This illustrates the difficulty in thermal analysis of glasses, the material properties reported in so many places are dependent on very specific measurement conditions. In many cases there are no real standard measurements aside from generally accepted industry practices. Researchers must use and report the experimental parameters used for precise DSC measurements. Industrial applications using glass, whether in plate form like windows, or in optics require detailed material properties. It is important that the engineers and scientists using these data understand the parameters and assumptions used to make those measurements and use the data accordingly.

1.1.2 Isothermal DSC

Isothermal DSC measurements are a variation of standard DSC. The main drawback of standard DSC measurements is that all of the measured material responses are heating rate dependent and therefore there exists an influence on the measured properties that is an artifact of the measurement [24.11]. In experimentation of all kinds it is important to remove as many of these measurement artifacts as possible, to minimize the effect until it is negligible, or characterize the effect well enough to adjust the measured data and essentially remove the effect in postprocessing. Measurements such as those that seek to characterize the crystallization thermodynamics of glasses are particularly sensitive to the effects of ramp rate [24.15].

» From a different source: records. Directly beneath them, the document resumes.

//! Text feature extraction: token counts and TF-IDF weighting.
//!
//! [`CountVectorizer`] learns a sorted vocabulary from training texts using
//! [`crate::tokenize::tokenize`]; [`TfidfTransformer`] rescales the counts by
//! smoothed inverse document frequency and L2-normalizes each row.

use crate::error::{Result, TriageError};
use crate::matrix::{SparseMatrix, SparseRow};
use crate::pipeline::{Stage, Transformer};
use crate::tokenize::tokenize;
use rayon::prelude::*;
use serde::{Deserialize, Serialize};
use std::collections::{BTreeMap, BTreeSet};
use tracing::debug;

/// Bag-of-words counter with a vocabulary learned at fit time.
#[derive(Debug, Clone, Default, PartialEq, Serialize, Deserialize)]
pub struct CountVectorizer {
    vocabulary: BTreeMap<String, usize>,
}

impl CountVectorizer {
    pub fn new() -> Self {
        Self::default()
    }

    /// Learned term → column mapping. Columns follow sorted term order.
    pub fn vocabulary(&self) -> &BTreeMap<String, usize> {
        &self.vocabulary
    }

    fn learn(&mut self, tokenized: &[Vec<String>]) -> Result<()> {
        let terms: BTreeSet<&str> = tokenized
            .iter()
            .flat_map(|tokens| tokens.iter().map(String::as_str))
            .collect();
        if terms.is_empty() {
            return Err(TriageError::Data(
                "empty vocabulary; training texts contain no tokens".to_string(),
            ));
        }
        self.vocabulary = terms
            .into_iter()
            .enumerate()
            .map(|(idx, term)| (term.to_string(), idx))
            .collect();
        debug!(terms = self.vocabulary.len(), "Learned vocabulary");
        Ok(())
    }

    fn count(&self, tokenized: &[Vec<String>]) -> Result<SparseMatrix> {
        let rows = tokenized
            .par_iter()
            .map(|tokens| {
                let mut counts: BTreeMap<usize, f64> = BTreeMap::new();
                for token in tokens {
                    if let Some(&col) = self.vocabulary.get(token) {
                        *counts.entry(col).or_insert(0.0) += 1.0;
                    }
                }
                SparseRow::from_sorted(counts)
            })
            .collect();
        SparseMatrix::from_rows(self.vocabulary.len(), rows)
    }
}

fn tokenize_all(texts: &[String]) -> Vec<Vec<String>> {
    texts.par_iter().map(|t| tokenize(t)).collect()
}

impl Stage for CountVectorizer {
    fn name(&self) -> &'static str {
        "vect"
    }
}

impl Transformer<[String]> for CountVectorizer {
    type Output = SparseMatrix;

    fn fit(&mut self, input: &[String]) -> Result<()> {
        self.learn(&tokenize_all(input))
    }

    fn transform(&self, input: &[String]) -> Result<SparseMatrix> {
        if self.vocabulary.is_empty() {
            return Err(TriageError::Fit("vectorizer is not fitted".to_string()));
        }
        self.count(&tokenize_all(input))
    }

    fn fit_transform(&mut self, input: &[String]) -> Result<SparseMatrix> {
        let tokenized = tokenize_all(input);
        self.learn(&tokenized)?;
        self.count(&tokenized)
    }
}

/// Smoothed inverse-document-frequency weighting with L2 row norm.
///
/// `idf(t) = ln((1 + n) / (1 + df(t))) + 1`
#[derive(Debug, Clone, Default, PartialEq, Serialize, Deserialize)]
pub struct TfidfTransformer {
    idf: Vec<f64>,
}

impl TfidfTransformer {
    pub fn new() -> Self {
        Self::default()
    }

    pub fn idf(&self) -> &[f64] {
        &self.idf
    }
}

impl Stage for TfidfTransformer {
    fn name(&self) -> &'static str {
        "tfidf"
    }
}

impl Transformer<SparseMatrix> for TfidfTransformer {
    type Output = SparseMatrix;

    fn fit(&mut self, input: &SparseMatrix) -> Result<()> {
        let mut df = vec![0usize; input.n_cols()];
        for row in input.rows() {
            for &col in row.indices() {
                df[col] += 1;
            }
        }
        let n = input.n_rows() as f64;
        self.idf = df
            .into_iter()
            .map(|d| ((1.0 + n) / (1.0 + d as f64)).ln() + 1.0)
            .collect();
        Ok(())
    }

    fn transform(&self, input: &SparseMatrix) -> Result<SparseMatrix> {
        if input.n_cols() != self.idf.len() {
            return Err(TriageError::Data(format!(
                "tfidf fitted on {} features, got {}",
                self.idf.len(),
                input.n_cols()
            )));
        }
        let mut out = input.clone();
        out.rows_mut().par_iter_mut().for_each(|row| {
            let indices = row.indices().to_vec();
            let values = row.values_mut();
            for (value, col) in values.iter_mut().zip(indices) {
                *value *= self.idf[col];
            }
            let norm = values.iter().map(|v| v * v).sum::<f64>().sqrt();
            if norm > 0.0 {
                values.iter_mut().for_each(|v| *v /= norm);
            }
        });
        Ok(out)
    }
}

#[cfg(test)]
mod tests {
    use super::*;

    fn texts(items: &[&str]) -> Vec<String> {
        items.iter().map(|s| s.to_string()).collect()
    }

    #[test]
    fn test_vocabulary_is_sorted() {
        let mut vect = CountVectorizer::new();
        vect.fit(&texts(&["water food", "food shelter"])[..]).unwrap();
        let terms: Vec<(&str, usize)> = vect
            .vocabulary()
            .iter()
            .map(|(t, i)| (t.as_str(), *i))
            .collect();
        assert_eq!(terms, vec![("food", 0), ("shelter", 1), ("water", 2)]);
    }

    #[test]
    fn test_counts_and_unseen_terms() {
        let mut vect = CountVectorizer::new();
        let train = vect.fit_transform(&texts(&["water water food"])[..]).unwrap();
        assert_eq!(train.row(0).get(0), 1.0);
        assert_eq!(train.row(0).get(1), 2.0);

        let test = vect.transform(&texts(&["medicine please"])[..]).unwrap();
        assert_eq!(test.row(0).nnz(), 0);
        assert_eq!(test.n_cols(), 2);
    }

    #[test]
    fn test_empty_vocabulary_is_data_error() {
        let mut vect = CountVectorizer::new();
        let err = vect.fit(&texts(&["", "   "])[..]).unwrap_err();
        assert!(matches!(err, TriageError::Data(_)));
    }

    #[test]
    fn test_idf_smoothing() {
        let mut vect = CountVectorizer::new();
        let counts = vect.fit_transform(&texts(&["water food", "water"])[..]).unwrap();
        let mut tfidf = TfidfTransformer::new();
        tfidf.fit(&counts).unwrap();

        // food: df=1, water: df=2, n=2
        assert!((tfidf.idf()[0] - ((3.0f64 / 2.0).ln() + 1.0)).abs() < 1e-12);
        assert!((tfidf.idf()[1] - 1.0).abs() < 1e-12);
    }

    #[test]
    fn test_rows_are_unit_length() {
        let mut vect = CountVectorizer::new();
        let counts = vect
            .fit_transform(&texts(&["water food food", "shelter", "water"])[..])
            .unwrap();
        let mut tfidf = TfidfTransformer::new();
        let weighted = tfidf.fit_transform(&counts).unwrap();
        for row in weighted.rows() {
            let norm: f64 = row.values().iter().map(|v| v * v).sum::<f64>().sqrt();
            assert!((norm - 1.0).abs() < 1e-12);
        }
    }

    #[test]
    fn test_tfidf_rejects_width_mismatch() {
        let mut tfidf = TfidfTransformer::new();
        tfidf.fit(&SparseMatrix::new(3)).unwrap();
        assert!(tfidf.transform(&SparseMatrix::new(4)).is_err());
    }
}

DSC crystallization measurements are a two-part question. Prior to crystal growth in a glass, seed crystals must be nucleated. Nucleation involves the probabilistic appearance and disappearance of very small crystals, and whether a nucleus survives to become a fully fledged crystal is dependent on whether it achieves some critical size as determined by the thermodynamic state of the material. Glasses have one thermodynamic range in which crystals are nucleated and once those nuclei exist there is another thermodynamic range in which those crystals grow. Determining the nucleation and growth behavior for a glass can be done by constructing nucleation-like and growth-like curves for a specific glass. This technique can also be used to compare varying glass compositions in the same family [24.15]. The nucleation-like curve is constructed using the following expression (24.7) defined by Marotta et al [24.16]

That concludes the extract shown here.